#### WORK INSTRUCTION
Keep every line of the data below that has the string "derive" and present those lines.

Stored data entries
= Beginning of Section =
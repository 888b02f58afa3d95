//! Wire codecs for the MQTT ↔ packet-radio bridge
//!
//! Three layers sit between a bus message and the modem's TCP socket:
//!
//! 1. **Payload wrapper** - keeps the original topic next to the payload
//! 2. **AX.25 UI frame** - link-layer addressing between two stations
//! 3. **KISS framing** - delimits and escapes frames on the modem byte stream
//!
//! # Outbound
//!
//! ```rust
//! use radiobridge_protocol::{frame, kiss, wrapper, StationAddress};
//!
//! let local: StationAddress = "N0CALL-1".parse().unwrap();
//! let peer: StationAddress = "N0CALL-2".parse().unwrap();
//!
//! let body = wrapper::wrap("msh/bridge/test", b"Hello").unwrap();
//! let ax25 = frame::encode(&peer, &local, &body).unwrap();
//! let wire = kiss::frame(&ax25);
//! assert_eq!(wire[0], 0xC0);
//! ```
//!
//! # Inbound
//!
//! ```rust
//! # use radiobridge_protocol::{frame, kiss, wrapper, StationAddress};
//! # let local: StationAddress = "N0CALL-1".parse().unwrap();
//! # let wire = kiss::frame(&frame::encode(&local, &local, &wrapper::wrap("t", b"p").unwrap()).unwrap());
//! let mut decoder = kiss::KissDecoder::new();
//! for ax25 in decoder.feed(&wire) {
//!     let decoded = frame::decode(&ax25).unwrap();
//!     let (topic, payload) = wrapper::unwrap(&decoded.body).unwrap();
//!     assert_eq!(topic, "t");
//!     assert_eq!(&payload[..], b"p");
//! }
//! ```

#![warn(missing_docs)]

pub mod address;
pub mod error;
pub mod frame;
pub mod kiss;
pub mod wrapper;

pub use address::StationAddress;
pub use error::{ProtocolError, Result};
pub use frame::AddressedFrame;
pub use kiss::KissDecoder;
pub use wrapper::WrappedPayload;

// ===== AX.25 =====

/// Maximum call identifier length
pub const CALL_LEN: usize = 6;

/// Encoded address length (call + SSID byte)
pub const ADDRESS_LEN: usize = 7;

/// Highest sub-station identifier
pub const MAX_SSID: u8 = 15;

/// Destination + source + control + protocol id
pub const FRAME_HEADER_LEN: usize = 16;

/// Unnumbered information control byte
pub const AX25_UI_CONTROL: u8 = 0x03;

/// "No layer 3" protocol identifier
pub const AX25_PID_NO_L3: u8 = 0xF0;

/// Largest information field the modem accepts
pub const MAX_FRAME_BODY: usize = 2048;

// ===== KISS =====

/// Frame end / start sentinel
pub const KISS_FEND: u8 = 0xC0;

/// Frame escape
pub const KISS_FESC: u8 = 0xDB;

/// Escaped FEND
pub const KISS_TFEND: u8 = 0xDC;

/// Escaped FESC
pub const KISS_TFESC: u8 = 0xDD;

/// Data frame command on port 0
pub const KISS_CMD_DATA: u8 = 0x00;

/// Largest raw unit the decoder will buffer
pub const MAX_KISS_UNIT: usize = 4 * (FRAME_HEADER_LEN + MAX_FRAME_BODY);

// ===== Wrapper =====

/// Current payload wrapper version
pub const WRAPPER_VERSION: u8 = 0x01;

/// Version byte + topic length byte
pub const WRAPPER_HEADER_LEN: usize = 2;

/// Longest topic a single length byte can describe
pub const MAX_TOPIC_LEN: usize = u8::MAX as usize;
= End of Section =
= Beginning of Section =
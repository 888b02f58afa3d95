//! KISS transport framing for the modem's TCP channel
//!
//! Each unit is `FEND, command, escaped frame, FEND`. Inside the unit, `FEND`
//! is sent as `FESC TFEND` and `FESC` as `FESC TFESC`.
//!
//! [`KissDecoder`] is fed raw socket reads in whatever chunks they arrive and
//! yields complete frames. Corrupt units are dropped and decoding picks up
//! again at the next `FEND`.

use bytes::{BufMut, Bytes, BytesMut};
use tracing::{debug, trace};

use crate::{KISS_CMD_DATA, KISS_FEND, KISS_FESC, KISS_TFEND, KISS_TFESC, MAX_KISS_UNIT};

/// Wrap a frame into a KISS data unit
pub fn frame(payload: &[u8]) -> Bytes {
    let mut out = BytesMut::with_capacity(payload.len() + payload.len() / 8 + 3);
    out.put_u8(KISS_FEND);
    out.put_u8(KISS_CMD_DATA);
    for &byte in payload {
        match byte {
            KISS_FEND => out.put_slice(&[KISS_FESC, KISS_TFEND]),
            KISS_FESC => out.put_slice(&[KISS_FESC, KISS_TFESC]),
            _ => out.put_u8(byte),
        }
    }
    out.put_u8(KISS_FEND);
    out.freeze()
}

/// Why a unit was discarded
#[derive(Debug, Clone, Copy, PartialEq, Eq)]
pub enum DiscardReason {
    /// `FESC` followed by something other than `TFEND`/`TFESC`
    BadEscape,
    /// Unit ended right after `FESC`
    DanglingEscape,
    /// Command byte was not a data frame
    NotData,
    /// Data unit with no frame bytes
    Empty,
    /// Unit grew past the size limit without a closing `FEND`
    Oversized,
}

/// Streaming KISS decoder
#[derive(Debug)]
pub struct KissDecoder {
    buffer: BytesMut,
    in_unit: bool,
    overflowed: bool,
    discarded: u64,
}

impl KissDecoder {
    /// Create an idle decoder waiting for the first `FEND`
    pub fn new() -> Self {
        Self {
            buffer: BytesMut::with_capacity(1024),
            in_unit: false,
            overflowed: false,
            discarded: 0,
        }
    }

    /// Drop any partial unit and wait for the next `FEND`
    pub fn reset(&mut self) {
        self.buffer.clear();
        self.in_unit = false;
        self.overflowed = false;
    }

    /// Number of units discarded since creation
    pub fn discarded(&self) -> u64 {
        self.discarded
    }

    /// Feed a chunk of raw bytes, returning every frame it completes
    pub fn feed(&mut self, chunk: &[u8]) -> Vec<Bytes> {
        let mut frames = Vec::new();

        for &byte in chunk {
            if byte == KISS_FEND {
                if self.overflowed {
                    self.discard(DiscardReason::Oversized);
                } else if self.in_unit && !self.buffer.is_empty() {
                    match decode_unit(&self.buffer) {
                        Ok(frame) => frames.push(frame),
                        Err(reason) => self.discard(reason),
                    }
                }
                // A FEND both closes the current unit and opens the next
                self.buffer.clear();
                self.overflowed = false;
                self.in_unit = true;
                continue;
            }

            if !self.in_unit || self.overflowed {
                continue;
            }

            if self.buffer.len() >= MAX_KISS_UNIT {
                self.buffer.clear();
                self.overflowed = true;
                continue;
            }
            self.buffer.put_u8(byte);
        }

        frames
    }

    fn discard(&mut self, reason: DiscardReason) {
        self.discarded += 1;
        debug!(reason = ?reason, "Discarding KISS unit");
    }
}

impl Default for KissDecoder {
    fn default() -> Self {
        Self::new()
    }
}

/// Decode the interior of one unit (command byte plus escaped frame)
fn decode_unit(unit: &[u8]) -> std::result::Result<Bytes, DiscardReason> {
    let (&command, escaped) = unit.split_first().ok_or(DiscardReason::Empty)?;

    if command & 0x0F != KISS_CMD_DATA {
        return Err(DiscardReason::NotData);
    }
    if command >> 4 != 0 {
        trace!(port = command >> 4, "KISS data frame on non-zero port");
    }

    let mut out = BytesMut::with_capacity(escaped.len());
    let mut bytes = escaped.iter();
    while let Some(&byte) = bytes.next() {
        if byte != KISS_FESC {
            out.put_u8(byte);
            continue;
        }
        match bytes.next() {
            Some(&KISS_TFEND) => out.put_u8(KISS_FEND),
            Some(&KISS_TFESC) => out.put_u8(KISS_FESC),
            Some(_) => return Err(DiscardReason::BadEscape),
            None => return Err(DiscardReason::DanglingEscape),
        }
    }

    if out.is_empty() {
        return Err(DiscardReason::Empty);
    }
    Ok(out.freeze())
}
= End of Section =
#### OUTPUT FOR THIS TASK
#[derive(Debug, Clone, Copy, PartialEq, Eq)]
#[derive(Debug)]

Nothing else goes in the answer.